◆ Problem description
Quote every line of the material beneath this one.

━━━━━ Data supplied ━━━━━

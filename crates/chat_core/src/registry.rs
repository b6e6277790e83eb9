use std::collections::{HashMap, HashSet};

use chrono::{DateTime, Utc};
use shared::{
    domain::{ConversationId, PeerSummary, UserId},
    protocol::{ConversationSummary, MessagePayload, ReadReceiptPayload},
};

const PREVIEW_MAX_CHARS: usize = 120;

/// One row of the conversation list.
#[derive(Debug, Clone)]
pub struct Conversation {
    pub conversation_id: ConversationId,
    pub other_user: PeerSummary,
    pub last_message_preview: String,
    pub last_message_at: DateTime<Utc>,
    pub unread_count: u32,
    /// Latest point up to which the remote party has read this conversation.
    pub peer_last_read_at: Option<DateTime<Utc>>,
}

/// Result of applying an inbound message to the list.
#[derive(Debug, Clone, Copy)]
pub struct ApplyOutcome {
    /// The conversation id was unknown and a minimal entry was fabricated;
    /// the caller should schedule a metadata refresh for it.
    pub fabricated: bool,
}

/// Ordered conversation list for the current user. Exclusively owned by the
/// client's event loop; external readers receive snapshots.
#[derive(Debug)]
pub struct ConversationRegistry {
    own_user: UserId,
    conversations: HashMap<ConversationId, Conversation>,
    active: Option<ConversationId>,
    pending_metadata: HashSet<ConversationId>,
}

impl ConversationRegistry {
    pub fn new(own_user: UserId) -> Self {
        Self {
            own_user,
            conversations: HashMap::new(),
            active: None,
            pending_metadata: HashSet::new(),
        }
    }

    /// Replaces the list with the authoritative one from the query API, both
    /// for initial hydration and for reconnect resync. Speculative entries
    /// the server does not corroborate are dropped; the active selection is
    /// preserved when still present. Peer read marks survive for ids that
    /// persist, since summaries do not carry them.
    pub fn resync(&mut self, authoritative: Vec<ConversationSummary>) {
        let mut next: HashMap<ConversationId, Conversation> = authoritative
            .into_iter()
            .map(|summary| {
                (
                    summary.conversation_id,
                    Conversation {
                        conversation_id: summary.conversation_id,
                        other_user: summary.other_user,
                        last_message_preview: summary.last_message_preview,
                        last_message_at: summary.last_message_at,
                        unread_count: summary.unread_count,
                        peer_last_read_at: None,
                    },
                )
            })
            .collect();
        for (id, conversation) in next.iter_mut() {
            conversation.peer_last_read_at = self
                .conversations
                .get(id)
                .and_then(|previous| previous.peer_last_read_at);
        }
        self.conversations = next;
        if let Some(active) = self.active {
            if !self.conversations.contains_key(&active) {
                self.active = None;
            }
        }
        self.pending_metadata
            .retain(|id| !self.conversations.contains_key(id));
    }

    /// Conversations ordered by recency, newest first; ties broken by id so
    /// the ordering is stable.
    pub fn list(&self) -> Vec<Conversation> {
        let mut rows: Vec<Conversation> = self.conversations.values().cloned().collect();
        rows.sort_by(|a, b| {
            b.last_message_at
                .cmp(&a.last_message_at)
                .then(a.conversation_id.cmp(&b.conversation_id))
        });
        rows
    }

    pub fn get(&self, conversation_id: ConversationId) -> Option<&Conversation> {
        self.conversations.get(&conversation_id)
    }

    pub fn active(&self) -> Option<ConversationId> {
        self.active
    }

    /// Marks a conversation active and optimistically zeroes its unread
    /// count. Returns the previous count so the caller can restore it if the
    /// server rejects the read receipt. `None` for unknown ids.
    pub fn select(&mut self, conversation_id: ConversationId) -> Option<u32> {
        let conversation = self.conversations.get_mut(&conversation_id)?;
        self.active = Some(conversation_id);
        let previous = conversation.unread_count;
        conversation.unread_count = 0;
        Some(previous)
    }

    pub fn clear_active(&mut self) {
        self.active = None;
    }

    pub fn restore_unread(&mut self, conversation_id: ConversationId, unread_count: u32) {
        if let Some(conversation) = self.conversations.get_mut(&conversation_id) {
            conversation.unread_count = unread_count;
        }
    }

    /// Applies one inbound message: preview and recency always move forward;
    /// unread grows by one unless the conversation is the active selection
    /// (then it is immediately considered read) or the message is our own
    /// echo. Unknown conversation ids get a minimal fabricated entry.
    pub fn apply_message(&mut self, message: &MessagePayload) -> ApplyOutcome {
        let fabricated = !self.conversations.contains_key(&message.conversation_id);
        let conversation = self
            .conversations
            .entry(message.conversation_id)
            .or_insert_with(|| Conversation {
                conversation_id: message.conversation_id,
                other_user: PeerSummary {
                    user_id: message.sender_id,
                    display_name: String::new(),
                    avatar_url: None,
                },
                last_message_preview: String::new(),
                last_message_at: message.sent_at,
                unread_count: 0,
                peer_last_read_at: None,
            });
        if fabricated {
            self.pending_metadata.insert(message.conversation_id);
        }

        conversation.last_message_preview = preview_of(&message.body);
        conversation.last_message_at = message.sent_at;
        let own_echo = message.sender_id == self.own_user;
        if !own_echo && self.active != Some(message.conversation_id) {
            conversation.unread_count += 1;
        }

        ApplyOutcome { fabricated }
    }

    /// A read receipt from the remote party never touches our unread count;
    /// it only records how far the peer has read.
    pub fn apply_read_receipt(&mut self, receipt: &ReadReceiptPayload) -> bool {
        if receipt.reader_id == self.own_user {
            return false;
        }
        let Some(conversation) = self.conversations.get_mut(&receipt.conversation_id) else {
            return false;
        };
        if conversation
            .peer_last_read_at
            .is_some_and(|known| known >= receipt.read_at)
        {
            return false;
        }
        conversation.peer_last_read_at = Some(receipt.read_at);
        true
    }

    /// Repairs a fabricated entry once its authoritative summary arrives.
    /// Live preview/unread state is kept; only the peer identity is filled.
    pub fn apply_metadata(&mut self, summary: ConversationSummary) {
        if let Some(conversation) = self.conversations.get_mut(&summary.conversation_id) {
            conversation.other_user = summary.other_user;
        }
        self.pending_metadata.remove(&summary.conversation_id);
    }
}

fn preview_of(body: &str) -> String {
    if body.chars().count() <= PREVIEW_MAX_CHARS {
        return body.to_string();
    }
    body.chars().take(PREVIEW_MAX_CHARS).collect()
}

#[cfg(test)]
#[path = "tests/registry_tests.rs"]
mod tests;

━━━━━

◆ Answer box
filename crates/chat_core/src/registry.rs
repository b6e6277790e83eb9
use std::collections::{HashMap, HashSet};

use chrono::{DateTime, Utc};
use shared::{
    domain::{ConversationId, PeerSummary, UserId},
    protocol::{ConversationSummary, MessagePayload, ReadReceiptPayload},
};

const PREVIEW_MAX_CHARS: usize = 120;

/// One row of the conversation list.
#[derive(Debug, Clone)]
pub struct Conversation {
    pub conversation_id: ConversationId,
    pub other_user: PeerSummary,
    pub last_message_preview: String,
    pub last_message_at: DateTime<Utc>,
    pub unread_count: u32,
    /// Latest point up to which the remote party has read this conversation.
    pub peer_last_read_at: Option<DateTime<Utc>>,
}

/// Result of applying an inbound message to the list.
#[derive(Debug, Clone, Copy)]
pub struct ApplyOutcome {
    /// The conversation id was unknown and a minimal entry was fabricated;
    /// the caller should schedule a metadata refresh for it.
    pub fabricated: bool,
}

/// Ordered conversation list for the current user. Exclusively owned by the
/// client's event loop; external readers receive snapshots.
#[derive(Debug)]
pub struct ConversationRegistry {
    own_user: UserId,
    conversations: HashMap<ConversationId, Conversation>,
    active: Option<ConversationId>,
    pending_metadata: HashSet<ConversationId>,
}

impl ConversationRegistry {
    pub fn new(own_user: UserId) -> Self {
        Self {
            own_user,
            conversations: HashMap::new(),
            active: None,
            pending_metadata: HashSet::new(),
        }
    }

    /// Replaces the list with the authoritative one from the query API, both
    /// for initial hydration and for reconnect resync. Speculative entries
    /// the server does not corroborate are dropped; the active selection is
    /// preserved when still present. Peer read marks survive for ids that
    /// persist, since summaries do not carry them.
    pub fn resync(&mut self, authoritative: Vec<ConversationSummary>) {
        let mut next: HashMap<ConversationId, Conversation> = authoritative
            .into_iter()
            .map(|summary| {
                (
                    summary.conversation_id,
                    Conversation {
                        conversation_id: summary.conversation_id,
                        other_user: summary.other_user,
                        last_message_preview: summary.last_message_preview,
                        last_message_at: summary.last_message_at,
                        unread_count: summary.unread_count,
                        peer_last_read_at: None,
                    },
                )
            })
            .collect();
        for (id, conversation) in next.iter_mut() {
            conversation.peer_last_read_at = self
                .conversations
                .get(id)
                .and_then(|previous| previous.peer_last_read_at);
        }
        self.conversations = next;
        if let Some(active) = self.active {
            if !self.conversations.contains_key(&active) {
                self.active = None;
            }
        }
        self.pending_metadata
            .retain(|id| !self.conversations.contains_key(id));
    }

    /// Conversations ordered by recency, newest first; ties broken by id so
    /// the ordering is stable.
    pub fn list(&self) -> Vec<Conversation> {
        let mut rows: Vec<Conversation> = self.conversations.values().cloned().collect();
        rows.sort_by(|a, b| {
            b.last_message_at
                .cmp(&a.last_message_at)
                .then(a.conversation_id.cmp(&b.conversation_id))
        });
        rows
    }

    pub fn get(&self, conversation_id: ConversationId) -> Option<&Conversation> {
        self.conversations.get(&conversation_id)
    }

    pub fn active(&self) -> Option<ConversationId> {
        self.active
    }

    /// Marks a conversation active and optimistically zeroes its unread
    /// count. Returns the previous count so the caller can restore it if the
    /// server rejects the read receipt. `None` for unknown ids.
    pub fn select(&mut self, conversation_id: ConversationId) -> Option<u32> {
        let conversation = self.conversations.get_mut(&conversation_id)?;
        self.active = Some(conversation_id);
        let previous = conversation.unread_count;
        conversation.unread_count = 0;
        Some(previous)
    }

    pub fn clear_active(&mut self) {
        self.active = None;
    }

    pub fn restore_unread(&mut self, conversation_id: ConversationId, unread_count: u32) {
        if let Some(conversation) = self.conversations.get_mut(&conversation_id) {
            conversation.unread_count = unread_count;
        }
    }

    /// Applies one inbound message: preview and recency always move forward;
    /// unread grows by one unless the conversation is the active selection
    /// (then it is immediately considered read) or the message is our own
    /// echo. Unknown conversation ids get a minimal fabricated entry.
    pub fn apply_message(&mut self, message: &MessagePayload) -> ApplyOutcome {
        let fabricated = !self.conversations.contains_key(&message.conversation_id);
        let conversation = self
            .conversations
            .entry(message.conversation_id)
            .or_insert_with(|| Conversation {
                conversation_id: message.conversation_id,
                other_user: PeerSummary {
                    user_id: message.sender_id,
                    display_name: String::new(),
                    avatar_url: None,
                },
                last_message_preview: String::new(),
                last_message_at: message.sent_at,
                unread_count: 0,
                peer_last_read_at: None,
            });
        if fabricated {
            self.pending_metadata.insert(message.conversation_id);
        }

        conversation.last_message_preview = preview_of(&message.body);
        conversation.last_message_at = message.sent_at;
        let own_echo = message.sender_id == self.own_user;
        if !own_echo && self.active != Some(message.conversation_id) {
            conversation.unread_count += 1;
        }

        ApplyOutcome { fabricated }
    }

    /// A read receipt from the remote party never touches our unread count;
    /// it only records how far the peer has read.
    pub fn apply_read_receipt(&mut self, receipt: &ReadReceiptPayload) -> bool {
        if receipt.reader_id == self.own_user {
            return false;
        }
        let Some(conversation) = self.conversations.get_mut(&receipt.conversation_id) else {
            return false;
        };
        if conversation
            .peer_last_read_at
            .is_some_and(|known| known >= receipt.read_at)
        {
            return false;
        }
        conversation.peer_last_read_at = Some(receipt.read_at);
        true
    }

    /// Repairs a fabricated entry once its authoritative summary arrives.
    /// Live preview/unread state is kept; only the peer identity is filled.
    pub fn apply_metadata(&mut self, summary: ConversationSummary) {
        if let Some(conversation) = self.conversations.get_mut(&summary.conversation_id) {
            conversation.other_user = summary.other_user;
        }
        self.pending_metadata.remove(&summary.conversation_id);
    }
}

fn preview_of(body: &str) -> String {
    if body.chars().count() <= PREVIEW_MAX_CHARS {
        return body.to_string();
    }
    body.chars().take(PREVIEW_MAX_CHARS).collect()
}

#[cfg(test)]
#[path = "tests/registry_tests.rs"]
mod tests;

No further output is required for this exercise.